[Stored records]

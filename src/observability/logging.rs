//! Structured logging.
//!
//! # Responsibilities
//! - Initialize the global subscriber for the binary
//!
//! # Design Decisions
//! - The library only emits `tracing` events; it never installs a subscriber
//! - Log level configurable via `RUST_LOG`, falling back to a default filter

use tracing_subscriber::{layer::SubscriberExt, util::SubscriberInitExt, EnvFilter};

/// Install a fmt subscriber filtered by `RUST_LOG` or `default_filter`.
pub fn init(default_filter: &str) {
    tracing_subscriber::registry()
        .with(EnvFilter::try_from_default_env().unwrap_or_else(|_| default_filter.into()))
        .with(tracing_subscriber::fmt::layer().with_writer(std::io::stderr))
        .init();
}
//! Command-line front end: issue one request and print the response.
//!
//! ```text
//! simple-http-client [--config FILE] [--method M] [--header 'K: V']... [--data BODY] [--ca-file PEM] URL
//! ```
//!
//! Exits with status 1 when the request fails, including on 5xx responses.

use std::path::PathBuf;
use std::process::ExitCode;

use bytes::Bytes;
use clap::Parser;
use hyper::header::{HeaderName, HeaderValue};
use hyper::Method;

use simple_http_client::config::{load_config, ClientConfig};
use simple_http_client::observability::logging;
use simple_http_client::{HttpClient, Request};

#[derive(Parser)]
#[command(name = "simple-http-client")]
#[command(about = "Send one HTTP/1.1 request through a pooled client", long_about = None)]
struct Cli {
    /// TOML file with client settings
    #[arg(short, long)]
    config: Option<PathBuf>,

    #[arg(short = 'X', long, default_value = "GET")]
    method: String,

    /// Request header as `Name: value`; repeatable
    #[arg(short = 'H', long = "header", value_parser = parse_header)]
    headers: Vec<(HeaderName, HeaderValue)>,

    /// Request body
    #[arg(short, long)]
    data: Option<String>,

    /// PEM file of extra root certificates for https
    #[arg(long)]
    ca_file: Option<PathBuf>,

    url: String,
}

fn parse_header(raw: &str) -> Result<(HeaderName, HeaderValue), String> {
    let (name, value) = raw
        .split_once(':')
        .ok_or_else(|| format!("expected `Name: value`, got `{raw}`"))?;
    let name = HeaderName::from_bytes(name.trim().as_bytes()).map_err(|e| e.to_string())?;
    let value = HeaderValue::from_str(value.trim()).map_err(|e| e.to_string())?;
    Ok((name, value))
}

fn main() -> ExitCode {
    logging::init("simple_http_client=info");
    let cli = Cli::parse();

    let mut config = match &cli.config {
        Some(path) => match load_config(path) {
            Ok(config) => config,
            Err(e) => {
                tracing::error!(path = %path.display(), error = %e, "Failed to load configuration");
                return ExitCode::FAILURE;
            }
        },
        None => ClientConfig::default(),
    };
    if let Some(ca_file) = cli.ca_file.clone() {
        config.tls_ca_file = Some(ca_file);
    }

    let method = match Method::from_bytes(cli.method.to_ascii_uppercase().as_bytes()) {
        Ok(method) => method,
        Err(e) => {
            tracing::error!(method = %cli.method, error = %e, "Invalid method");
            return ExitCode::FAILURE;
        }
    };

    let client = match HttpClient::start(config) {
        Ok(client) => client,
        Err(e) => {
            tracing::error!(error = %e, "Failed to start client");
            return ExitCode::FAILURE;
        }
    };

    let mut request = Request::new(method, cli.url);
    for (name, value) in cli.headers {
        request = request.header(name, value);
    }
    if let Some(data) = cli.data {
        request = request.with_body(Bytes::from(data));
    }

    let code = client.execute(
        request,
        |response| {
            println!("{}", response.status());
            println!("{}", response.text());
            ExitCode::SUCCESS
        },
        |error| {
            eprintln!("request failed: {error}");
            ExitCode::FAILURE
        },
    );
    client.stop();
    code
}
//! Lifecycle management subsystem.
//!
//! # Data Flow
//! ```text
//! Start (HttpClient::start):
//!     Validate config → Build I/O runtime → Allocate pool → Ready
//!
//! Stop (HttpClient::stop):
//!     Close pool (wake waiters) → shutdown.rs trigger (connection drivers exit)
//!     → Runtime shutdown, bounded by stop_timeout_ms
//! ```
//!
//! # Design Decisions
//! - Fail fast: an invalid config never produces a client
//! - Stop never hangs; in-flight requests fail instead of being awaited forever

pub mod shutdown;

pub use shutdown::{Shutdown, ShutdownListener};
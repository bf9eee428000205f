//! Blocking client facade.
//!
//! # Responsibilities
//! - Own the background I/O runtime and the connection pool
//! - Bridge calling threads to the runtime and block until an outcome exists
//! - Classify every exchange and hand exactly one continuation the outcome
//! - Stop promptly, failing requests that are still in flight

use std::fmt;
use std::sync::{Arc, Mutex, PoisonError};
use std::time::Instant;

use tokio::runtime::{Handle, Runtime};
use tokio::sync::oneshot::{self, error::RecvError};
use tracing::Instrument;

use crate::client::executor::RequestExecutor;
use crate::config::{validate_config, ClientConfig};
use crate::error::{ClientError, ClientResult, StartError, TransportErrorKind};
use crate::http::{Request, Response, ResponseClassifier};
use crate::lifecycle::Shutdown;
use crate::observability::metrics;
use crate::outcome::Outcome;
use crate::pool::{ConnectionPool, PoolLimits, PoolStats};
use crate::transport::{tls, Connector, ProxySettings};

type Reply = oneshot::Receiver<ClientResult<Response>>;

/// A pooled HTTP/1.1 client with a blocking API.
///
/// Requests run on a private multi-threaded Tokio runtime; the calling thread
/// waits for the outcome. The client is `Send + Sync` and meant to be shared
/// (for example behind an `Arc`) by many threads.
pub struct HttpClient {
    config: Arc<ClientConfig>,
    executor: Arc<RequestExecutor>,
    classifier: ResponseClassifier,
    handle: Handle,
    runtime: Mutex<Option<Runtime>>,
    shutdown: Shutdown,
}

impl HttpClient {
    /// Validate `config`, start the I/O runtime and allocate the pool.
    pub fn start(config: ClientConfig) -> Result<Self, StartError> {
        validate_config(&config).map_err(StartError::Invalid)?;
        let tls = tls::client_config(config.tls_ca_file.as_deref())?;

        let runtime = tokio::runtime::Builder::new_multi_thread()
            .worker_threads(config.io_threads)
            .thread_name(format!("http-client-{}", config.id))
            .enable_all()
            .build()?;
        let handle = runtime.handle().clone();

        let proxy = if config.use_ambient_proxy_settings {
            ProxySettings::from_env()
        } else {
            None
        };
        if let Some(proxy) = &proxy {
            tracing::info!(client = %config.id, proxy = %proxy.endpoint(), "Using ambient proxy");
        }

        let config = Arc::new(config);
        let shutdown = Shutdown::new();
        let pool = ConnectionPool::new(PoolLimits::from(config.as_ref()));
        let connector = Connector::new(
            config.id.as_str(),
            config.connect_timeout(),
            tls,
            shutdown.clone(),
        );
        let executor = Arc::new(RequestExecutor::new(
            Arc::clone(&config),
            pool,
            connector,
            proxy,
        ));
        let classifier = ResponseClassifier::new(config.id.as_str());

        tracing::info!(client = %config.id, "started {}", config);

        Ok(Self {
            config,
            executor,
            classifier,
            handle,
            runtime: Mutex::new(Some(runtime)),
            shutdown,
        })
    }

    pub fn config(&self) -> &ClientConfig {
        &self.config
    }

    pub fn is_running(&self) -> bool {
        !self.shutdown.is_triggered()
    }

    pub fn pool_stats(&self) -> PoolStats {
        self.executor.pool().stats()
    }

    /// Execute `request` and pass the outcome to exactly one of the two
    /// continuations, on the calling thread.
    ///
    /// # Panics
    /// Panics if called from within an async execution context.
    pub fn execute<R>(
        &self,
        request: Request,
        on_success: impl FnOnce(Response) -> R,
        on_failure: impl FnOnce(ClientError) -> R,
    ) -> R {
        self.perform(request).fold(on_success, on_failure)
    }

    /// Execute `request`, blocking the calling thread until it has an outcome.
    ///
    /// # Panics
    /// Panics if called from within an async execution context; use
    /// [`HttpClient::perform_async`] there.
    pub fn perform(&self, request: Request) -> Outcome {
        let started = Instant::now();
        let target = request.target_label();
        let span = tracing::debug_span!("client", client = %self.config.id);
        let _entered = span.enter();
        tracing::debug!(method = %request.method(), uri = %target, "Executing request");

        let received = match self.submit(request, &target) {
            Ok(reply) => reply.blocking_recv(),
            Err(e) => Ok(Err(e)),
        };
        self.settle(&target, received, started)
    }

    /// Execute `request` from async code.
    pub async fn perform_async(&self, request: Request) -> Outcome {
        let started = Instant::now();
        let target = request.target_label();
        let span = tracing::debug_span!("client", client = %self.config.id);

        async {
            tracing::debug!(method = %request.method(), uri = %target, "Executing request");
            let received = match self.submit(request, &target) {
                Ok(reply) => reply.await,
                Err(e) => Ok(Err(e)),
            };
            self.settle(&target, received, started)
        }
        .instrument(span)
        .await
    }

    /// Stop the client. In-flight requests fail; later requests fail with
    /// [`TransportErrorKind::ClientClosed`]. Idempotent.
    ///
    /// # Panics
    /// Panics if called from within an async execution context.
    pub fn stop(&self) {
        if !self.shutdown.trigger() {
            return;
        }
        self.executor.pool().close();

        let runtime = self
            .runtime
            .lock()
            .unwrap_or_else(PoisonError::into_inner)
            .take();
        if let Some(runtime) = runtime {
            runtime.shutdown_timeout(self.config.stop_timeout());
        }
        tracing::info!(client = %self.config.id, "stopped {}", self.config);
    }

    fn submit(&self, request: Request, target: &str) -> ClientResult<Reply> {
        if !self.is_running() {
            return Err(ClientError::transport(
                TransportErrorKind::ClientClosed,
                target,
                "client is stopped",
            ));
        }

        let (tx, rx) = oneshot::channel();
        let executor = Arc::clone(&self.executor);
        let target = target.to_string();
        self.handle.spawn(
            async move {
                let result = executor.send(request, &target).await;
                let _ = tx.send(result);
            }
            .in_current_span(),
        );
        Ok(rx)
    }

    fn settle(
        &self,
        target: &str,
        received: Result<ClientResult<Response>, RecvError>,
        started: Instant,
    ) -> Outcome {
        let outcome = match received {
            Ok(Ok(response)) => self.classifier.classify(target, response),
            Ok(Err(e)) => Outcome::Failure(e),
            Err(_) => {
                tracing::error!(uri = %target, "Request task ended without an outcome");
                Outcome::Failure(ClientError::Cancelled {
                    target: target.to_string(),
                })
            }
        };

        match &outcome {
            Outcome::Success(response) => tracing::debug!(
                uri = %target,
                status = response.code(),
                body_bytes = response.len(),
                elapsed_ms = started.elapsed().as_millis() as u64,
                "Request completed"
            ),
            Outcome::Failure(e) => tracing::debug!(
                uri = %target,
                error = %e,
                elapsed_ms = started.elapsed().as_millis() as u64,
                "Request failed"
            ),
        }
        metrics::record_request(&self.config.id, outcome.label(), started);
        outcome
    }
}

impl fmt::Display for HttpClient {
    fn fmt(&self, f: &mut fmt::Formatter<'_>) -> fmt::Result {
        fmt::Display::fmt(self.config.as_ref(), f)
    }
}

impl fmt::Debug for HttpClient {
    fn fmt(&self, f: &mut fmt::Formatter<'_>) -> fmt::Result {
        f.debug_struct("HttpClient")
            .field("id", &self.config.id)
            .field("running", &self.is_running())
            .field("pool", &self.pool_stats())
            .finish()
    }
}

impl Drop for HttpClient {
    fn drop(&mut self) {
        if self.shutdown.trigger() {
            self.executor.pool().close();
        }
        let runtime = self.runtime.get_mut().ok().and_then(Option::take);
        if let Some(runtime) = runtime {
            runtime.shutdown_background();
        }
    }
}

▸ **Work item**
Starting with the first line of the records, repeat every line up to and including the one containing "pub fn init(default_filter: &str)", and nothing else.

▸ **Exercise output**
filename src/observability/logging.rs
//! Structured logging.
//!
//! # Responsibilities
//! - Initialize the global subscriber for the binary
//!
//! # Design Decisions
//! - The library only emits `tracing` events; it never installs a subscriber
//! - Log level configurable via `RUST_LOG`, falling back to a default filter

use tracing_subscriber::{layer::SubscriberExt, util::SubscriberInitExt, EnvFilter};

/// Install a fmt subscriber filtered by `RUST_LOG` or `default_filter`.
pub fn init(default_filter: &str) {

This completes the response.